Extracted material ::
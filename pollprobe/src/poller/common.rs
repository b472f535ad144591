/// The readiness question asked of a descriptor.
#[derive(Debug, Clone, Copy, PartialEq, Eq, Default)]
pub struct Interest {
    /// Wait for the descriptor to become readable.
    pub read: bool,
    /// Wait for the descriptor to become writable.
    pub write: bool,
}

impl Interest {
    /// Readable only.
    pub const READABLE: Interest = Interest {
        read: true,
        write: false,
    };

    /// Writable only.
    pub const WRITABLE: Interest = Interest {
        read: false,
        write: true,
    };

    /// Readable or writable.
    pub const BOTH: Interest = Interest {
        read: true,
        write: true,
    };
}

/// The answer to an [`Interest`].
///
/// Error and hang-up conditions are reported as `readable` so the caller's
/// next read observes them.
#[derive(Debug, Clone, Copy, PartialEq, Eq, Default)]
pub struct Ready {
    /// Data, end of stream, or an error is waiting to be read.
    pub readable: bool,
    /// A write would not block.
    pub writable: bool,
}

impl Ready {
    /// Returns `true` if neither direction is ready.
    pub fn is_empty(&self) -> bool {
        !self.readable && !self.writable
    }
}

Task directions :: Where a line in the entries holds the word "bool", copy that line.

Expected answer ::
    pub read: bool,
    pub write: bool,
    pub readable: bool,
    pub writable: bool,
    pub fn is_empty(&self) -> bool {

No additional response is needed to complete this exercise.